Zwei Polizeiveteranen zeigen sich im Innenausschuss des Berliner Abgeordnetenhauses am Montag wenig begeistert vom neuen Versammlungsgesetz.

Berliner Polizei bei einer Demo gegen Corona-Auflagen am 25. Oktober Foto: dpa

Berlin taz | Bei einer Anhörung hat der Innenausschuss des Abgeordnetenhauses am Montag über das geplante neue Versammlungsgesetz beraten. Alle Fraktionen hatten Gelegenheit, Sachverständige zu der Sitzung zu laden.

Der Gesetzentwurf der rot-rot-grünen Regierungskoalition trägt den anspruchsvollen Titel „Versammlungsfreiheitsgesetz“. Vorgesehen sind unter anderem Lockerungen beim Vermummungsverbot. Gegendemonstrationen in Hör- und Sichtweite sollen künftig ermöglicht werden. Auch Versammlungen auf öffentlich zugänglichem Privatgelände wie dem Berliner Flughafen oder in Shoppingsmalls sind darin geregelt. Man werde nun über die Änderungsanträge abstimmen, sagte Sebastian Schlüsselburg (Linke) nach der Ausschusssitzung zur taz. Spätestens in der ersten Plenarsitzung des neuen Jahres wolle man das Gesetz im Abgeordnetenhaus beschließen.

Zwei als Sachverständige geladene ehemalige Polizisten übten an dem Gesetzesvorhaben am Montag grundsätzliche Kritik. Oliver Tölle, früher Justitiar im Polizeipräsidium, sprach von verquasten Regelungen, die für die Polizei nicht dazu geeignet seien, überraschende Veränderungen vor Ort aufzufangen. „Das muss man sich gut überlegen bei diesem Hexenkessel in Berlin“ sagte Tölle. Die SPD hatte ihn für die Anhörung vorgeschlagen.

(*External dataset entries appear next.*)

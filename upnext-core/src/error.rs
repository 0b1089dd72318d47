//! Error types for the upnext core.

use thiserror::Error;

/// Errors raised when validating API payloads at the wire boundary.
#[derive(Error, Debug)]
pub enum UpNextError {
    #[error("Invalid event '{id}': {reason}")]
    InvalidEvent { id: String, reason: String },

    #[error("Invalid timestamp: {0}")]
    InvalidTimestamp(String),
}

/// Result type alias for upnext core operations.
pub type UpNextResult<T> = Result<T, UpNextError>;
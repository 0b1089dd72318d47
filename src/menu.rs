//! Menu rendering for xbar/SwiftBar-style plugin hosts.
//!
//! The host reads stdout: first line is the status-bar title, everything
//! after `---` is the dropdown menu. Lines use the host's `text | key=value`
//! directive syntax; submenu entries are prefixed with `--`.

use chrono::{DateTime, TimeZone};
use url::Url;

use upnext_core::{Event, RsvpStatus, Section, TitleInfo};

const SEPARATOR: &str = "---";
const DECLINED_COLOR: &str = "#999999";

/// Rendering context supplied by the configuration layer.
pub struct MenuContext {
    pub web_app_url: Url,
}

/// A user-invocable action attached to a menu line.
///
/// `directive` is the host parameter string that performs the action when
/// the entry is clicked (an `href=` or `refresh=` clause).
pub struct MenuAction {
    pub label: String,
    pub directive: String,
}

/// Ordered actions for one displayed event.
pub fn actions_for(event: &Event, ctx: &MenuContext) -> Vec<MenuAction> {
    let mut event_url = ctx.web_app_url.clone();
    if let Ok(mut segments) = event_url.path_segments_mut() {
        segments.pop_if_empty().extend(["event", event.id.as_str()]);
    }

    vec![MenuAction {
        label: "Open in web app".to_string(),
        directive: format!("href={}", event_url),
    }]
}

/// Render the full plugin output for one poll cycle.
///
/// `now` supplies the timezone used for the per-event time prefixes.
pub fn render<Tz: TimeZone>(
    title: &TitleInfo,
    sections: &[Section],
    now: &DateTime<Tz>,
    ctx: &MenuContext,
) -> String
where
    Tz::Offset: std::fmt::Display,
{
    let mut lines = Vec::new();

    lines.push(sanitize(&title.short));
    lines.push(format!("{} | alternate=true", sanitize(&title.long)));
    lines.push(SEPARATOR.to_string());

    for section in sections {
        lines.push(section.kind.label().to_string());
        for event in &section.events {
            lines.push(event_line(event, now));
            for action in actions_for(event, ctx) {
                lines.push(format!("-- {} | {}", sanitize(&action.label), action.directive));
            }
        }
    }

    if !sections.is_empty() {
        lines.push(SEPARATOR.to_string());
    }
    lines.push(format!("Open web app | href={}", ctx.web_app_url));
    lines.push("Refresh | refresh=true".to_string());

    let mut out = lines.join("\n");
    out.push('\n');
    out
}

fn event_line<Tz: TimeZone>(event: &Event, now: &DateTime<Tz>) -> String
where
    Tz::Offset: std::fmt::Display,
{
    let local_start = event.start.with_timezone(&now.timezone());
    let mut line = format!(
        "{} {}",
        local_start.format("%H:%M"),
        sanitize(event.display_title())
    );
    if matches!(event.rsvp, RsvpStatus::Declined | RsvpStatus::NotResponded) {
        line.push_str(&format!(" | color={}", DECLINED_COLOR));
    }
    line
}

/// Keep titles from being parsed as host directives.
fn sanitize(s: &str) -> String {
    s.replace('|', "¦")
}
pub mod client;

use rumqttc::{AsyncClient, QoS};

use crate::error::Result;

/// An inbound message from the broker.
#[derive(Debug, Clone)]
pub struct MqttMessage {
    pub topic: String,
    pub payload: String,
}

/// Outbound side of the transport. Publishing is fire-and-forget: `Ok`
/// means the message was queued, not that the broker received it.
pub trait Publisher: Send + Sync {
    fn publish(&self, topic: &str, payload: &str, retain: bool) -> Result<()>;
}

impl Publisher for AsyncClient {
    fn publish(&self, topic: &str, payload: &str, retain: bool) -> Result<()> {
        self.try_publish(topic, QoS::AtLeastOnce, retain, payload.as_bytes().to_vec())?;
        Ok(())
    }
}
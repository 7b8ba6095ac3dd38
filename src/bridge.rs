//! Fan-out of inbound MQTT traffic to the device tasks.

use std::collections::HashMap;
use std::sync::Arc;
use std::time::Duration;

use tokio::sync::{mpsc, oneshot};
use tracing::{debug, info, warn};

use crate::device::DeviceEvent;
use crate::mqtt::MqttMessage;
use crate::router::{Route, TopicRouter};

/// Quiet period before re-announcing devices to a restarted hub.
const HUB_SETTLE_DELAY: Duration = Duration::from_secs(30);
const REPUBLISH_PASSES: usize = 2;
const REPUBLISH_GAP: Duration = Duration::from_secs(2);
const SHUTDOWN_TIMEOUT: Duration = Duration::from_secs(3);

#[derive(Debug, Clone)]
pub struct DeviceHandle {
    pub id: String,
    pub topic_name: String,
    pub events: mpsc::Sender<DeviceEvent>,
}

/// Running devices, addressable by topic name or id.
#[derive(Debug, Default)]
pub struct DeviceRegistry {
    devices: Vec<DeviceHandle>,
    index: HashMap<String, usize>,
}

impl DeviceRegistry {
    pub fn new() -> Self {
        Self::default()
    }

    pub fn register(&mut self, handle: DeviceHandle) {
        let slot = self.devices.len();
        // Topic names win over ids on collision.
        self.index.entry(handle.id.clone()).or_insert(slot);
        self.index.insert(handle.topic_name.clone(), slot);
        self.devices.push(handle);
    }

    pub fn get(&self, name: &str) -> Option<&DeviceHandle> {
        self.index.get(name).map(|&i| &self.devices[i])
    }

    pub fn iter(&self) -> impl Iterator<Item = &DeviceHandle> {
        self.devices.iter()
    }

    pub fn len(&self) -> usize {
        self.devices.len()
    }
}

pub struct Bridge {
    router: TopicRouter,
    registry: Arc<DeviceRegistry>,
}

impl Bridge {
    pub fn new(router: TopicRouter, registry: DeviceRegistry) -> Self {
        Self {
            router,
            registry: Arc::new(registry),
        }
    }

    pub fn registry(&self) -> Arc<DeviceRegistry> {
        Arc::clone(&self.registry)
    }

    pub async fn dispatch(&self, msg: MqttMessage) {
        match self.router.route(&msg.topic, &msg.payload) {
            Route::HubStatus { online: true } => {
                info!("Home Assistant online, republishing devices");
                tokio::spawn(republish_devices(self.registry()));
            }
            Route::HubStatus { online: false } => {
                debug!("Home Assistant status {}", msg.payload);
            }
            Route::Command { device, command } => match self.registry.get(device) {
                Some(handle) => {
                    if handle.events.send(DeviceEvent::Command(command)).await.is_err() {
                        warn!("Event channel closed for device {}", handle.topic_name);
                    }
                }
                None => warn!("Unknown device in command topic: {}", msg.topic),
            },
            Route::Invalid(reason) => warn!("{}", reason),
            Route::Ignored => {}
        }
    }

    /// Ask every device to disconnect and publish its offline status,
    /// waiting a bounded time for each to finish.
    pub async fn shutdown(&self) {
        let mut acks = Vec::with_capacity(self.registry.len());
        for handle in self.registry.iter() {
            let (tx, rx) = oneshot::channel();
            if handle.events.send(DeviceEvent::Shutdown(tx)).await.is_ok() {
                acks.push((handle.topic_name.as_str(), rx));
            }
        }
        let all = async {
            for (name, rx) in acks {
                if rx.await.is_err() {
                    debug!("Device {} stopped before acknowledging shutdown", name);
                }
            }
        };
        if tokio::time::timeout(SHUTDOWN_TIMEOUT, all).await.is_err() {
            warn!("Timed out waiting for devices to shut down");
        }
    }
}

/// Re-announce every device in two passes. A hub that has just restarted
/// may miss the first one.
pub async fn republish_devices(registry: Arc<DeviceRegistry>) {
    for _ in 0..REPUBLISH_PASSES {
        tokio::time::sleep(HUB_SETTLE_DELAY).await;
        for handle in registry.iter() {
            let _ = handle.events.send(DeviceEvent::Republish).await;
        }
        tokio::time::sleep(REPUBLISH_GAP).await;
    }
}

#[cfg(test)]
mod tests {
    use super::*;
    use crate::device::DeviceCommand;

    fn registry() -> (DeviceRegistry, mpsc::Receiver<DeviceEvent>, mpsc::Receiver<DeviceEvent>) {
        let (lamp_tx, lamp_rx) = mpsc::channel(8);
        let (plug_tx, plug_rx) = mpsc::channel(8);
        let mut registry = DeviceRegistry::new();
        registry.register(DeviceHandle {
            id: "lampid".into(),
            topic_name: "lamp".into(),
            events: lamp_tx,
        });
        registry.register(DeviceHandle {
            id: "plugid".into(),
            topic_name: "plug".into(),
            events: plug_tx,
        });
        (registry, lamp_rx, plug_rx)
    }

    fn msg(topic: &str, payload: &str) -> MqttMessage {
        MqttMessage {
            topic: topic.into(),
            payload: payload.into(),
        }
    }

    #[test]
    fn lookup_by_topic_name_or_id() {
        let (registry, _lamp, _plug) = registry();
        assert_eq!(registry.len(), 2);
        assert_eq!(registry.get("lamp").map(|h| h.id.as_str()), Some("lampid"));
        assert_eq!(registry.get("plugid").map(|h| h.topic_name.as_str()), Some("plug"));
        assert!(registry.get("missing").is_none());
    }

    #[tokio::test]
    async fn commands_reach_their_device() {
        let (registry, mut lamp, mut plug) = registry();
        let bridge = Bridge::new(TopicRouter::new("tuya", "homeassistant/status"), registry);

        bridge.dispatch(msg("tuya/plugid/command", "ON")).await;
        bridge.dispatch(msg("tuya/unknown/command", "ON")).await;
        bridge.dispatch(msg("tuya/lamp/state", "ON")).await;

        match plug.try_recv() {
            Ok(DeviceEvent::Command(DeviceCommand::Topic { topic, message })) => {
                assert_eq!(topic, "command");
                assert_eq!(message, "ON");
            }
            other => panic!("unexpected event: {other:?}"),
        }
        assert!(plug.try_recv().is_err());
        assert!(lamp.try_recv().is_err());
    }

    #[tokio::test(start_paused = true)]
    async fn hub_birth_republishes_twice() {
        let (registry, mut lamp, _plug) = registry();
        let bridge = Bridge::new(TopicRouter::new("tuya", "homeassistant/status"), registry);

        bridge.dispatch(msg("homeassistant/status", "online")).await;
        tokio::time::sleep(Duration::from_secs(29)).await;
        assert!(lamp.try_recv().is_err());

        tokio::time::sleep(Duration::from_secs(40)).await;
        assert!(matches!(lamp.try_recv(), Ok(DeviceEvent::Republish)));
        assert!(matches!(lamp.try_recv(), Ok(DeviceEvent::Republish)));
        assert!(lamp.try_recv().is_err());
    }

    #[tokio::test(start_paused = true)]
    async fn shutdown_waits_for_acknowledgement() {
        let (registry, mut lamp, plug) = registry();
        drop(plug);
        let bridge = Bridge::new(TopicRouter::new("tuya", "homeassistant/status"), registry);

        let device = tokio::spawn(async move {
            if let Some(DeviceEvent::Shutdown(ack)) = lamp.recv().await {
                let _ = ack.send(());
                true
            } else {
                false
            }
        });
        bridge.shutdown().await;
        assert!(device.await.unwrap());
    }
}
//! Arithmetic transforms over a single value.
//!
//! Formulas are written as a suffix applied to the value, the way device
//! files express them: `"/2.3-10.86"` reads as `x/2.3-10.86`. Only
//! `+ - * /`, unary minus, parentheses and decimal literals are accepted.

use std::fmt;

use crate::error::{Error, Result};

#[derive(Debug, Clone, PartialEq)]
enum Expr {
    Value,
    Number(f64),
    Neg(Box<Expr>),
    Binary(Op, Box<Expr>, Box<Expr>),
}

#[derive(Debug, Clone, Copy, PartialEq)]
enum Op {
    Add,
    Sub,
    Mul,
    Div,
}

/// A parsed, validated formula.
#[derive(Clone, PartialEq)]
pub struct Formula {
    source: String,
    expr: Expr,
}

impl fmt::Debug for Formula {
    fn fmt(&self, f: &mut fmt::Formatter<'_>) -> fmt::Result {
        write!(f, "Formula(x{})", self.source)
    }
}

impl Formula {
    /// Parse a suffix formula such as `"*(1000/100)"`.
    pub fn parse(suffix: &str) -> Result<Self> {
        let tokens = tokenize(suffix)?;
        let mut parser = Parser {
            tokens: &tokens,
            pos: 0,
            source: suffix,
        };
        // The bound value is the implicit leftmost operand.
        let expr = parser.expression(Some(Expr::Value))?;
        if parser.pos != tokens.len() {
            return Err(parser.error("unexpected trailing input"));
        }
        Ok(Self {
            source: suffix.to_string(),
            expr,
        })
    }

    pub fn eval(&self, x: f64) -> f64 {
        eval(&self.expr, x)
    }
}

fn eval(expr: &Expr, x: f64) -> f64 {
    match expr {
        Expr::Value => x,
        Expr::Number(n) => *n,
        Expr::Neg(inner) => -eval(inner, x),
        Expr::Binary(op, lhs, rhs) => {
            let (l, r) = (eval(lhs, x), eval(rhs, x));
            match op {
                Op::Add => l + r,
                Op::Sub => l - r,
                Op::Mul => l * r,
                Op::Div => l / r,
            }
        }
    }
}

#[derive(Debug, Clone, Copy, PartialEq)]
enum Token {
    Number(f64),
    Op(Op),
    Open,
    Close,
}

fn tokenize(src: &str) -> Result<Vec<Token>> {
    let mut tokens = Vec::new();
    let mut chars = src.char_indices().peekable();
    while let Some(&(start, c)) = chars.peek() {
        match c {
            ' ' | '\t' => {
                chars.next();
            }
            '+' | '-' | '*' | '/' => {
                chars.next();
                tokens.push(Token::Op(match c {
                    '+' => Op::Add,
                    '-' => Op::Sub,
                    '*' => Op::Mul,
                    _ => Op::Div,
                }));
            }
            '(' => {
                chars.next();
                tokens.push(Token::Open);
            }
            ')' => {
                chars.next();
                tokens.push(Token::Close);
            }
            '0'..='9' | '.' => {
                let mut end = start;
                while let Some(&(i, d)) = chars.peek() {
                    if d.is_ascii_digit() || d == '.' {
                        end = i + d.len_utf8();
                        chars.next();
                    } else {
                        break;
                    }
                }
                let literal = &src[start..end];
                let n = literal.parse().map_err(|_| Error::Formula {
                    formula: src.to_string(),
                    reason: format!("bad number `{literal}`"),
                })?;
                tokens.push(Token::Number(n));
            }
            other => {
                return Err(Error::Formula {
                    formula: src.to_string(),
                    reason: format!("unexpected character `{other}`"),
                });
            }
        }
    }
    Ok(tokens)
}

struct Parser<'a> {
    tokens: &'a [Token],
    pos: usize,
    source: &'a str,
}

impl Parser<'_> {
    fn error(&self, reason: &str) -> Error {
        Error::Formula {
            formula: self.source.to_string(),
            reason: format!("{reason} at token {}", self.pos),
        }
    }

    fn peek(&self) -> Option<Token> {
        self.tokens.get(self.pos).copied()
    }

    fn bump(&mut self) -> Option<Token> {
        let t = self.peek();
        self.pos += 1;
        t
    }

    // expression := term (('+' | '-') term)*
    // `seed` stands in for the first factor when parsing the top level.
    fn expression(&mut self, seed: Option<Expr>) -> Result<Expr> {
        let mut lhs = self.term(seed)?;
        while let Some(Token::Op(op @ (Op::Add | Op::Sub))) = self.peek() {
            self.pos += 1;
            let rhs = self.term(None)?;
            lhs = Expr::Binary(op, Box::new(lhs), Box::new(rhs));
        }
        Ok(lhs)
    }

    // term := factor (('*' | '/') factor)*
    fn term(&mut self, seed: Option<Expr>) -> Result<Expr> {
        let mut lhs = match seed {
            Some(expr) => expr,
            None => self.factor()?,
        };
        while let Some(Token::Op(op @ (Op::Mul | Op::Div))) = self.peek() {
            self.pos += 1;
            let rhs = self.factor()?;
            lhs = Expr::Binary(op, Box::new(lhs), Box::new(rhs));
        }
        Ok(lhs)
    }

    // factor := number | '(' expression ')' | ('-' | '+') factor
    fn factor(&mut self) -> Result<Expr> {
        match self.bump() {
            Some(Token::Number(n)) => Ok(Expr::Number(n)),
            Some(Token::Op(Op::Sub)) => Ok(Expr::Neg(Box::new(self.factor()?))),
            Some(Token::Op(Op::Add)) => self.factor(),
            Some(Token::Open) => {
                let inner = self.expression(None)?;
                match self.bump() {
                    Some(Token::Close) => Ok(inner),
                    _ => Err(self.error("missing `)`")),
                }
            }
            _ => Err(self.error("expected a number or `(`")),
        }
    }
}
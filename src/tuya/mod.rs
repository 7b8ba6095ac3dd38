pub mod client;

use std::fmt;
use std::str::FromStr;

use async_trait::async_trait;
use serde::de::{self, Deserializer, Visitor};
use serde::Deserialize;
use serde_json::{Map, Value};

use crate::error::{Error, Result};

/// Numeric identifier of a single device data point.
#[derive(Debug, Clone, Copy, PartialEq, Eq, PartialOrd, Ord, Hash)]
pub struct DpsKey(pub u32);

impl fmt::Display for DpsKey {
    fn fmt(&self, f: &mut fmt::Formatter<'_>) -> fmt::Result {
        write!(f, "{}", self.0)
    }
}

impl FromStr for DpsKey {
    type Err = Error;

    fn from_str(s: &str) -> Result<Self> {
        s.trim()
            .parse()
            .map(DpsKey)
            .map_err(|_| Error::InvalidDpsKey(s.to_string()))
    }
}

// Devices files in the wild carry DPS keys both as numbers and as strings.
impl<'de> Deserialize<'de> for DpsKey {
    fn deserialize<D: Deserializer<'de>>(deserializer: D) -> std::result::Result<Self, D::Error> {
        struct KeyVisitor;

        impl Visitor<'_> for KeyVisitor {
            type Value = DpsKey;

            fn expecting(&self, f: &mut fmt::Formatter<'_>) -> fmt::Result {
                f.write_str("a DPS key as integer or numeric string")
            }

            fn visit_u64<E: de::Error>(self, v: u64) -> std::result::Result<DpsKey, E> {
                u32::try_from(v)
                    .map(DpsKey)
                    .map_err(|_| E::custom(format!("DPS key {v} out of range")))
            }

            fn visit_i64<E: de::Error>(self, v: i64) -> std::result::Result<DpsKey, E> {
                u32::try_from(v)
                    .map(DpsKey)
                    .map_err(|_| E::custom(format!("DPS key {v} out of range")))
            }

            fn visit_str<E: de::Error>(self, v: &str) -> std::result::Result<DpsKey, E> {
                v.parse().map_err(E::custom)
            }
        }

        deserializer.deserialize_any(KeyVisitor)
    }
}

/// A push notification from the protocol client.
#[derive(Debug, Clone, PartialEq)]
pub enum ProtocolEvent {
    /// DPS values reported by the device, keyed by the wire's string keys.
    Data(Map<String, Value>),
    Connected,
    Disconnected,
    Error(String),
    Heartbeat,
}

/// The narrow view a device has of its protocol connection.
///
/// Implementations deliver [`ProtocolEvent`]s out of band, through the
/// channel they were constructed with.
#[async_trait]
pub trait ProtocolClient: Send {
    /// Locate the device on the network.
    async fn find(&mut self) -> Result<()>;

    /// Open the session. Success is reported later by a `Connected` event.
    async fn connect(&mut self) -> Result<()>;

    async fn disconnect(&mut self) -> Result<()>;

    fn is_connected(&self) -> bool;

    /// Query the current value of one data point.
    async fn get(&mut self, key: DpsKey) -> Result<Value>;

    /// Write one or more data points.
    async fn set(&mut self, dps: Map<String, Value>) -> Result<()>;
}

In das gleiche Horn blies auch Michael Knape, früher Leiter der Polizeidirektion 6. „Dieses Gesetz ist überflüssig wie ein Kropf“, sagte Knape, der seit geraumer Zeit im Ruhestand ist und an der Hochschule für Recht und Verwaltung Studierenden Rechtskenntnisse beibringt. Im Abgeordnetenhaus ist er Mitarbeiter der FDP-Fraktion. Die hatte ihn als Sachverständigen geladen. Das Gesetz habe viel zu viele unbestimmte Rechtsbegriffe, sagte Knape. Für schnelle Anwendung auf der Straße sei es zu kompliziert. Ganz Seminarreihen müsste die Polizeipräsidentin organisieren, um es den Mitarbeitern der Polizei zu vermitteln. Überhaupt, so Knape, frage er sich, warum Berlin das Gesetz brauche. Vielmehr müsse es einheitliches bundesweites Gesetz geben.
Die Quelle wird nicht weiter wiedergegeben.